**Stored data**.
■ ■ ■ ■
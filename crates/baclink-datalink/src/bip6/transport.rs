//! BACnet/IPv6 transport over UDP.
//!
//! Devices address each other by 3-byte virtual MAC; the link-local
//! multicast group `FF02::BAC0` stands in for the IPv4 subnet broadcast.
//! The transport answers Address-Resolution and Virtual-Address-Resolution
//! queries for its own VMAC and regenerates that VMAC when another endpoint
//! is observed using it.

use crate::address::{Vmac, BACNET_DEFAULT_PORT};
use crate::bip6::bvlc6::{
    Bvlc6Function, Bvlc6Header, ForwardedOrigin, BVLC6_ORIGIN_LEN, BVLC6_UNICAST_HEADER_LEN,
};
use crate::{DataLink, DataLinkAddress, DataLinkError, LinkAddress};
use baclink_core::encoding::{Reader, Writer};
use log::{debug, trace, warn};
use socket2::{Domain, Protocol, Socket, Type};
use std::net::{Ipv6Addr, SocketAddr, SocketAddrV6};
use std::sync::atomic::{AtomicU32, Ordering};
use std::sync::Arc;
use tokio::net::UdpSocket;

/// Largest BVLC6 frame we will send or accept.
const MAX_BIP6_FRAME_LEN: usize = 1600;

/// The all-stations link-local multicast group.
pub const BIP6_MULTICAST_GROUP: Ipv6Addr = Ipv6Addr::new(0xFF02, 0, 0, 0, 0, 0, 0, 0xBAC0);

/// Construction-time configuration; not reloaded at runtime.
#[derive(Debug, Clone, Copy)]
#[cfg_attr(feature = "serde", derive(serde::Serialize, serde::Deserialize))]
pub struct Bip6Config {
    pub port: u16,
    /// Fixed virtual MAC; `None` assigns a random one.
    pub vmac: Option<Vmac>,
    /// Interface index for the multicast join (0 = any).
    pub interface: u32,
    pub shared_socket: bool,
    pub max_payload: usize,
}

impl Default for Bip6Config {
    fn default() -> Self {
        Self {
            port: BACNET_DEFAULT_PORT,
            vmac: None,
            interface: 0,
            shared_socket: false,
            max_payload: MAX_BIP6_FRAME_LEN - BVLC6_UNICAST_HEADER_LEN,
        }
    }
}

/// Draw a fresh virtual MAC. Seeded from the clock and pid; a VMAC only has
/// to be unique within one multicast scope, and observed conflicts trigger
/// regeneration anyway.
pub(crate) fn random_vmac() -> Vmac {
    let nanos = std::time::SystemTime::now()
        .duration_since(std::time::UNIX_EPOCH)
        .map(|d| d.as_nanos() as u64)
        .unwrap_or(0);
    let mut state = nanos ^ ((std::process::id() as u64) << 32);
    loop {
        // splitmix64 step
        state = state.wrapping_add(0x9E37_79B9_7F4A_7C15);
        let mut z = state;
        z = (z ^ (z >> 30)).wrapping_mul(0xBF58_476D_1CE4_E5B9);
        z = (z ^ (z >> 27)).wrapping_mul(0x94D0_49BB_1331_11EB);
        z ^= z >> 31;
        let octets = [(z >> 16) as u8, (z >> 8) as u8, z as u8];
        if octets != [0, 0, 0] && octets != [0xFF, 0xFF, 0xFF] {
            return Vmac(octets);
        }
    }
}

pub(crate) fn bind_udp6(config_port: u16, shared: bool) -> Result<UdpSocket, DataLinkError> {
    let socket = Socket::new(Domain::IPV6, Type::DGRAM, Some(Protocol::UDP))?;
    socket.set_only_v6(true)?;
    if shared {
        socket.set_reuse_address(true)?;
        #[cfg(unix)]
        socket.set_reuse_port(true)?;
    }
    socket.set_nonblocking(true)?;
    let bind_addr: SocketAddr =
        SocketAddrV6::new(Ipv6Addr::UNSPECIFIED, config_port, 0, 0).into();
    socket.bind(&bind_addr.into())?;
    Ok(UdpSocket::from_std(socket.into())?)
}

#[derive(Debug)]
pub struct BacnetIp6Transport {
    socket: Arc<UdpSocket>,
    config: Bip6Config,
    // 3 VMAC octets packed into the low 24 bits; swapped on conflict.
    vmac: AtomicU32,
}

impl BacnetIp6Transport {
    pub fn bind(config: Bip6Config) -> Result<Self, DataLinkError> {
        let socket = bind_udp6(config.port, config.shared_socket)?;
        socket.join_multicast_v6(&BIP6_MULTICAST_GROUP, config.interface)?;
        let vmac = config.vmac.unwrap_or_else(random_vmac);
        debug!("BACnet/IPv6 transport on port {} as {vmac}", config.port);
        Ok(Self {
            socket: Arc::new(socket),
            config,
            vmac: AtomicU32::new(pack_vmac(vmac)),
        })
    }

    pub fn local_addr(&self) -> Result<SocketAddr, DataLinkError> {
        self.socket.local_addr().map_err(DataLinkError::Io)
    }

    pub fn vmac(&self) -> Vmac {
        unpack_vmac(self.vmac.load(Ordering::Relaxed))
    }

    fn multicast_endpoint(&self) -> SocketAddrV6 {
        SocketAddrV6::new(BIP6_MULTICAST_GROUP, self.config.port, 0, self.config.interface)
    }

    fn build_frame(
        &self,
        function: Bvlc6Function,
        destination: Option<Vmac>,
        payload: &[u8],
    ) -> Result<Vec<u8>, DataLinkError> {
        if payload.len() > self.config.max_payload {
            return Err(DataLinkError::FrameTooLarge);
        }
        let header = Bvlc6Header {
            function,
            length: 0,
            source: self.vmac(),
            destination,
        };
        let total_len = header.header_len() + payload.len();
        let header = Bvlc6Header {
            length: total_len as u16,
            ..header
        };
        let mut frame = vec![0u8; total_len];
        let mut w = Writer::new(&mut frame);
        header.encode(&mut w).map_err(|_| DataLinkError::InvalidFrame)?;
        w.write_all(payload)
            .map_err(|_| DataLinkError::FrameTooLarge)?;
        Ok(frame)
    }

    /// Multicast a Virtual-Address-Resolution probe so existing holders of
    /// our VMAC make themselves known.
    pub async fn announce(&self) -> Result<(), DataLinkError> {
        let frame = self.build_frame(Bvlc6Function::VirtualAddressResolution, None, &[])?;
        self.socket
            .send_to(&frame, SocketAddr::V6(self.multicast_endpoint()))
            .await?;
        Ok(())
    }

    /// Another endpoint is using our VMAC: pick a new one.
    fn regenerate_vmac(&self, peer: SocketAddrV6) {
        let fresh = random_vmac();
        warn!(
            "virtual MAC conflict with {peer}: replacing {} with {fresh}",
            self.vmac()
        );
        self.vmac.store(pack_vmac(fresh), Ordering::Relaxed);
    }

    async fn reply_vmac_ack(&self, function: Bvlc6Function, to: SocketAddrV6, dest: Vmac) {
        match self.build_frame(function, Some(dest), &[]) {
            Ok(frame) => {
                if let Err(err) = self.socket.send_to(&frame, SocketAddr::V6(to)).await {
                    warn!("address-resolution reply to {to} failed: {err}");
                }
            }
            Err(err) => warn!("address-resolution reply encode failed: {err}"),
        }
    }
}

fn pack_vmac(vmac: Vmac) -> u32 {
    let [a, b, c] = vmac.octets();
    u32::from_be_bytes([0, a, b, c])
}

fn unpack_vmac(packed: u32) -> Vmac {
    let [_, a, b, c] = packed.to_be_bytes();
    Vmac([a, b, c])
}

impl DataLink for BacnetIp6Transport {
    async fn send(&self, address: DataLinkAddress, payload: &[u8]) -> Result<(), DataLinkError> {
        let (endpoint, vmac) = match address.link {
            LinkAddress::Ipv6 { endpoint, vmac } => (endpoint, vmac),
            _ => return Err(DataLinkError::AddressFamily(address)),
        };
        let frame = if endpoint.ip().is_multicast() {
            self.build_frame(Bvlc6Function::OriginalBroadcastNpdu, None, payload)?
        } else {
            self.build_frame(Bvlc6Function::OriginalUnicastNpdu, Some(vmac), payload)?
        };
        self.socket.send_to(&frame, SocketAddr::V6(endpoint)).await?;
        Ok(())
    }

    async fn recv(&self, buf: &mut [u8]) -> Result<(usize, DataLinkAddress), DataLinkError> {
        let mut frame = [0u8; MAX_BIP6_FRAME_LEN];
        loop {
            let (n, src) = self.socket.recv_from(&mut frame).await?;
            let src_v6 = match src {
                SocketAddr::V6(v6) => v6,
                SocketAddr::V4(_) => continue,
            };

            let mut r = Reader::new(&frame[..n]);
            let hdr = match Bvlc6Header::decode(&mut r) {
                Ok(hdr) => hdr,
                Err(err) => {
                    warn!("dropping malformed BVLC6 datagram from {src_v6}: {err}");
                    continue;
                }
            };
            let payload = match r.read_exact(hdr.payload_len()) {
                Ok(payload) => payload,
                Err(_) => {
                    warn!("dropping truncated BVLC6 frame from {src_v6}");
                    continue;
                }
            };

            if hdr.source == self.vmac()
                && self.local_addr().map(|a| a != SocketAddr::V6(src_v6)).unwrap_or(false)
            {
                self.regenerate_vmac(src_v6);
                continue;
            }

            match hdr.function {
                Bvlc6Function::OriginalUnicastNpdu | Bvlc6Function::OriginalBroadcastNpdu => {
                    if payload.len() > buf.len() {
                        return Err(DataLinkError::FrameTooLarge);
                    }
                    buf[..payload.len()].copy_from_slice(payload);
                    return Ok((
                        payload.len(),
                        DataLinkAddress::ipv6(src_v6, hdr.source),
                    ));
                }
                Bvlc6Function::ForwardedNpdu => {
                    if payload.len() < BVLC6_ORIGIN_LEN {
                        warn!("dropping short Forwarded-NPDU from {src_v6}");
                        continue;
                    }
                    let mut or = Reader::new(payload);
                    let origin = match ForwardedOrigin::decode(&mut or) {
                        Ok(origin) => origin,
                        Err(_) => continue,
                    };
                    let npdu = &payload[BVLC6_ORIGIN_LEN..];
                    if npdu.len() > buf.len() {
                        return Err(DataLinkError::FrameTooLarge);
                    }
                    buf[..npdu.len()].copy_from_slice(npdu);
                    return Ok((
                        npdu.len(),
                        DataLinkAddress::ipv6(origin.endpoint(), hdr.source),
                    ));
                }
                Bvlc6Function::VirtualAddressResolution => {
                    self.reply_vmac_ack(
                        Bvlc6Function::VirtualAddressResolutionAck,
                        src_v6,
                        hdr.source,
                    )
                    .await;
                }
                Bvlc6Function::AddressResolution => {
                    // Payload names the VMAC being sought.
                    if payload.len() >= 3
                        && Vmac([payload[0], payload[1], payload[2]]) == self.vmac()
                    {
                        self.reply_vmac_ack(
                            Bvlc6Function::AddressResolutionAck,
                            src_v6,
                            hdr.source,
                        )
                        .await;
                    }
                }
                other => {
                    trace!(
                        "ignoring BVLC6 function 0x{:02x} from {src_v6}",
                        other.to_u8()
                    );
                }
            }
        }
    }

    fn broadcast_address(&self) -> DataLinkAddress {
        DataLinkAddress::ipv6(
            self.multicast_endpoint(),
            Vmac([0xFF, 0xFF, 0xFF]),
        )
    }
}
■ ■ ■ ■
**Exercise objective**. Across the entries above, how many lines include the word "destination"? Give only the number.

**Task output**. 2